What he fails to understand is that the BBC’s income comes from the TV licence fee and represents everyone, be they Tory, Labour or Liberal. It’s essential that the BBC remains impartial to people’s views and are simply ‘presenters’ and if you want to hear the public’s point of view then you invite pundits in to give a balanced view, as the viewing public do not want to listen to the likes of Gary Lineker giving his point of view. That is not what he is paid for. If he wishes to do that, then he gets a job outside of the BBC.
It would appear now that the BBC has gone soft on Lineker and no doubt will think he has got away with it, so it won’t be long before he makes another inane comment. It’s time I believe that the government cancels the licence fee and let it earn its own keep.
Finally, the current Conservative government was given a considerable mandate by the British people to sort out the awful pressures being placed on our social fabric, which is near to breaking point.
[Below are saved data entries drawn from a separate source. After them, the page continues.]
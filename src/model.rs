use burn::module::Module;
use burn::nn::loss::{MseLoss, Reduction};
use burn::tensor::backend::Backend;
use burn::tensor::{ElementConversion, Tensor};

use crate::config::DenoiserConfig;
use crate::error::{Error, Result};
use crate::ladder::LadderVae;
use crate::noise_model::NoiseModel;
use crate::sampling::SampleStreams;
use crate::signal_decoder::SignalDecoder;

#[derive(Module, Debug)]
pub struct Denoiser<B: Backend> {
    ladder: LadderVae<B>,
    noise_model: NoiseModel<B>,
    signal_decoder: SignalDecoder<B>,
    nll_weight: f64,
    signal_weight: f64,
}

impl DenoiserConfig {
    /// Validates the whole configuration, then builds all three networks.
    pub fn init<B: Backend>(&self, device: &B::Device) -> Result<Denoiser<B>> {
        self.validate()?;
        Ok(Denoiser {
            ladder: LadderVae::new(&self.ladder, device)?,
            noise_model: NoiseModel::new(&self.noise_model, device)?,
            signal_decoder: SignalDecoder::new(&self.signal_decoder, device)?,
            nll_weight: self.loss.nll_weight,
            signal_weight: self.loss.signal_weight,
        })
    }
}

/// Everything one stochastic forward pass produces.
#[derive(Debug, Clone)]
pub struct ForwardOutput<B: Backend> {
    pub signal_code: Tensor<B, 4>,
    /// Per-pixel log-density of the input under the noise model, `[batch, 1, height, width]`.
    pub log_likelihood: Tensor<B, 4>,
    /// Per-level KL, each `[batch]`, finest first.
    pub kl: Vec<Tensor<B, 1>>,
    /// Signal decoder output on the detached signal code.
    pub signal: Tensor<B, 4>,
}

/// The scalar objective plus its parts as plain numbers for logging.
#[derive(Debug, Clone)]
pub struct LossBreakdown<B: Backend> {
    pub total: Tensor<B, 1>,
    pub nll: f32,
    pub kl: f32,
    pub signal: f32,
    /// Per-pixel KL of each level, finest first.
    pub kl_per_level: Vec<f32>,
}

impl<B: Backend> Denoiser<B> {
    pub fn ladder(&self) -> &LadderVae<B> {
        &self.ladder
    }

    pub fn noise_model(&self) -> &NoiseModel<B> {
        &self.noise_model
    }

    pub fn signal_decoder(&self) -> &SignalDecoder<B> {
        &self.signal_decoder
    }

    /// Encode, draw one latent stack per image, and run both decoders.
    ///
    /// `x` is a normalized `[batch, 1, height, width]` batch; `streams` must hold one stream per image.
    pub fn forward(&self, x: Tensor<B, 4>, streams: &mut SampleStreams) -> Result<ForwardOutput<B>> {
        check_input(&x)?;
        let posterior = self.ladder.encode(x.clone());
        let decoded = self.ladder.sample_and_decode(&posterior, streams)?;
        let log_likelihood = self
            .noise_model
            .log_likelihood(x, decoded.signal_code.clone())?;
        let signal = self
            .signal_decoder
            .forward(decoded.signal_code.clone().detach());

        Ok(ForwardOutput {
            signal_code: decoded.signal_code,
            log_likelihood,
            kl: decoded.kl,
            signal,
        })
    }

    /// Weighted sum of noise-model NLL, per-pixel KL and signal-decoder MSE.
    ///
    /// Fails with [`Error::NonFiniteLoss`] instead of returning a NaN or infinite objective.
    pub fn loss(
        &self,
        x: Tensor<B, 4>,
        output: &ForwardOutput<B>,
        kl_weight: f64,
        step: usize,
    ) -> Result<LossBreakdown<B>> {
        let [_, _, height, width] = x.dims();
        let pixels = (height * width) as f64;

        let nll = output.log_likelihood.clone().mean().neg();
        let kl_levels: Vec<Tensor<B, 1>> = output
            .kl
            .iter()
            .map(|level| level.clone().mean().div_scalar(pixels))
            .collect();
        let kl = Tensor::cat(kl_levels.clone(), 0).sum();
        let signal = MseLoss::new().forward(output.signal.clone(), x, Reduction::Mean);

        let total = nll.clone().mul_scalar(self.nll_weight)
            + kl.clone().mul_scalar(kl_weight)
            + signal.clone().mul_scalar(self.signal_weight);

        let breakdown = LossBreakdown {
            nll: nll.into_scalar().elem::<f32>(),
            kl: kl.into_scalar().elem::<f32>(),
            signal: signal.into_scalar().elem::<f32>(),
            kl_per_level: kl_levels
                .into_iter()
                .map(|level| level.into_scalar().elem::<f32>())
                .collect(),
            total,
        };
        let total_value = breakdown.total.clone().into_scalar().elem::<f32>();
        if !total_value.is_finite() {
            return Err(Error::NonFiniteLoss {
                step,
                nll: breakdown.nll,
                kl: breakdown.kl,
                signal: breakdown.signal,
            });
        }
        Ok(breakdown)
    }

    /// One stochastic denoised estimate per image.
    pub fn denoise_sample(&self, x: Tensor<B, 4>, streams: &mut SampleStreams) -> Result<Tensor<B, 4>> {
        check_input(&x)?;
        let posterior = self.ladder.encode(x);
        let decoded = self.ladder.sample_and_decode(&posterior, streams)?;
        Ok(self.signal_decoder.forward(decoded.signal_code))
    }

    /// Deterministic estimate decoded from the posterior means of every level.
    pub fn posterior_mean_signal(&self, x: Tensor<B, 4>) -> Result<Tensor<B, 4>> {
        check_input(&x)?;
        let posterior = self.ladder.encode(x);
        let decoded = self.ladder.decode_mean(&posterior)?;
        Ok(self.signal_decoder.forward(decoded.signal_code))
    }
}

fn check_input<B: Backend>(x: &Tensor<B, 4>) -> Result<()> {
    let [batch, channels, height, width] = x.dims();
    if channels != 1 || batch == 0 || height == 0 || width == 0 {
        return Err(Error::shape(format!(
            "expected a non-empty [batch, 1, height, width] input, got {:?}",
            x.dims()
        )));
    }
    Ok(())
}
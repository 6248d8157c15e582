#![allow(dead_code)]

use ladder_denoise::{DenoiserConfig, LadderConfig, NoiseModelConfig, SignalDecoderConfig};
use ndarray::Array3;

/// A ladder small enough for CPU tests.
pub fn small_config(downsampling: Vec<usize>) -> DenoiserConfig {
    let n = downsampling.len();
    DenoiserConfig::new(
        LadderConfig::new(n, vec![4; n], downsampling).with_hidden_channels(8),
        NoiseModelConfig::new()
            .with_hidden_channels(8)
            .with_kernel_size(3)
            .with_n_layers(2),
        SignalDecoderConfig::new()
            .with_hidden_channels(8)
            .with_n_res_blocks(1),
    )
    .with_s_code_channels(4)
}

/// Raw frames with a smooth signal plus row-constant offsets.
pub fn striped_frames(n: usize, height: usize, width: usize) -> Array3<f32> {
    Array3::from_shape_fn((n, height, width), |(f, r, c)| {
        let signal = 400.0 + 50.0 * ((r as f32 * 0.4).sin() + (c as f32 * 0.3).cos());
        let stripe = ((r * 7 + f * 3) % 5) as f32 * 8.0;
        signal + stripe
    })
}
impl<B: Backend> LadderVae<B> {
    pub fn new(config: &LadderConfig, device: &B::Device) -> Result<Self> {
        config.validate()?;
        let hidden = config.hidden_channels;
        let top = config.n_levels - 1;

        let encoder = (0..config.n_levels)
            .map(|i| EncoderLevel::new(hidden, config.z_dims[i], config.downsampling[i] == 1, device))
            .collect();
        let decoder = (0..config.n_levels)
            .map(|i| {
                DecoderLevel::new(
                    hidden,
                    config.z_dims[i],
                    config.downsampling[i] == 1,
                    i == top,
                    device,
                )
            })
            .collect();

        Ok(Self {
            stem: conv3x3([config.in_channels, hidden], device),
            encoder,
            decoder,
            output: conv1x1([hidden, config.s_code_channels], device),
            logvar_min: config.logvar_min,
            logvar_max: config.logvar_max,
            pad_multiple: 1 << config.total_downsampling(),
        })
    }

    pub fn n_levels(&self) -> usize {
        self.decoder.len()
    }

    /// Bottom-up pass: per-level posterior parameters, finest first.
    pub fn encode(&self, x: Tensor<B, 4>) -> Posterior<B> {
        let [_, _, height, width] = x.dims();
        let x = pad_to_multiple(x, self.pad_multiple);
        let mut h = activation::silu(self.stem.forward(x));

        let mut levels = Vec::with_capacity(self.encoder.len());
        for level in &self.encoder {
            let (next, mean, logvar) = level.forward(h);
            levels.push(LevelPosterior {
                mean,
                logvar: self.clamp_logvar(logvar),
            });
            h = next;
        }

        Posterior {
            levels,
            height,
            width,
        }
    }

    /// Top-down pass drawing one reparameterized sample per level from the posterior.
    pub fn sample_and_decode(
        &self,
        posterior: &Posterior<B>,
        streams: &mut SampleStreams,
    ) -> Result<Decoded<B>> {
        self.top_down(
            Source::Posterior {
                posterior,
                use_mean: false,
            },
            Some(streams),
        )
    }

    /// Top-down pass using the posterior means instead of samples.
    pub fn decode_mean(&self, posterior: &Posterior<B>) -> Result<Decoded<B>> {
        self.top_down(
            Source::Posterior {
                posterior,
                use_mean: true,
            },
            None,
        )
    }

    /// Generates signal codes by sampling every level from its prior.
    pub fn sample_prior(
        &self,
        batch: usize,
        height: usize,
        width: usize,
        streams: &mut SampleStreams,
        device: &B::Device,
    ) -> Result<Tensor<B, 4>> {
        let decoded = self.top_down(
            Source::Prior {
                batch,
                height,
                width,
                device: device.clone(),
            },
            Some(streams),
        )?;
        Ok(decoded.signal_code)
    }

    fn top_down(
        &self,
        source: Source<'_, B>,
        mut streams: Option<&mut SampleStreams>,
    ) -> Result<Decoded<B>> {
        let n = self.decoder.len();
        let (height, width, device) = match &source {
            Source::Posterior { posterior, .. } => {
                if posterior.levels.len() != n {
                    return Err(Error::shape(format!(
                        "posterior has {} levels, ladder has {n}",
                        posterior.levels.len()
                    )));
                }
                let device = posterior.levels[0].mean.device();
                (posterior.height, posterior.width, device)
            }
            Source::Prior {
                height,
                width,
                device,
                ..
            } => (*height, *width, device.clone()),
        };

        let mut state: Option<Tensor<B, 4>> = None;
        let mut kl = Vec::with_capacity(n);
        let mut latents = Vec::with_capacity(n);

        for i in (0..n).rev() {
            let level = &self.decoder[i];
            let prior = state
                .as_ref()
                .and_then(|s| level.prior(s))
                .map(|(mean, logvar)| (mean, self.clamp_logvar(logvar)));

            let z = match &source {
                Source::Posterior {
                    posterior,
                    use_mean,
                } => {
                    let q = &posterior.levels[i];
                    let z = if *use_mean {
                        q.mean.clone()
                    } else {
                        let eps = draw(&mut streams, q.mean.dims(), &device)?;
                        q.mean.clone() + (q.logvar.clone() * 0.5).exp() * eps
                    };
                    let kl_map = match &prior {
                        Some((p_mean, p_logvar)) => gaussian_kl(
                            q.mean.clone(),
                            q.logvar.clone(),
                            p_mean.clone(),
                            p_logvar.clone(),
                        ),
                        None => standard_normal_kl(q.mean.clone(), q.logvar.clone()),
                    };
                    let batch = kl_map.dims()[0];
                    kl.push(kl_map.flatten::<2>(1, 3).sum_dim(1).reshape([batch]));
                    z
                }
                Source::Prior {
                    batch,
                    height,
                    width,
                    ..
                } => match &prior {
                    Some((p_mean, p_logvar)) => {
                        let eps = draw(&mut streams, p_mean.dims(), &device)?;
                        p_mean.clone() + (p_logvar.clone() * 0.5).exp() * eps
                    }
                    None => {
                        let scale = self.pad_multiple;
                        let shape = [
                            *batch,
                            level.z_dim,
                            height.div_ceil(scale),
                            width.div_ceil(scale),
                        ];
                        draw(&mut streams, shape, &device)?
                    }
                },
            };

            latents.push(z.clone());
            state = Some(level.forward(state, z));
        }

        let state = state.ok_or_else(|| Error::config("ladder has no levels"))?;
        let code = self.output.forward(state);
        let [batch, channels, _, _] = code.dims();
        let signal_code = code.slice([0..batch, 0..channels, 0..height, 0..width]);

        kl.reverse();
        latents.reverse();
        Ok(Decoded {
            signal_code,
            kl,
            latents,
        })
    }

    fn clamp_logvar(&self, logvar: Tensor<B, 4>) -> Tensor<B, 4> {
        logvar.clamp(self.logvar_min, self.logvar_max)
    }
}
The government are doing what they have been elected for.
Mr S. C. Anning
All kicking off over Lineker
Gary Lineker has caused a storm by his comment on Twitter comparing the government’s planned bill on controlling the influx of the channel refugees to Germany in the 1930s.
The BBC took the decision to suspend him, which resulted in Match of the Day being broadcast without him or anyone else to present it.
I’m no fan of Lineker and I believe his remarks were crass and insensitive, but I wouldn’t deny his or anyone else’s right to free speech, although it does open the door to some very inane and troubling commentary. Be that as it may, freedom of speech is a fundamental part of our democracy which we are fortunate enough to be privileged to here in the UK, especially when some nations withhold that right.
It was wrong of the BBC to take the action they did but they have climbed down and offered a truce.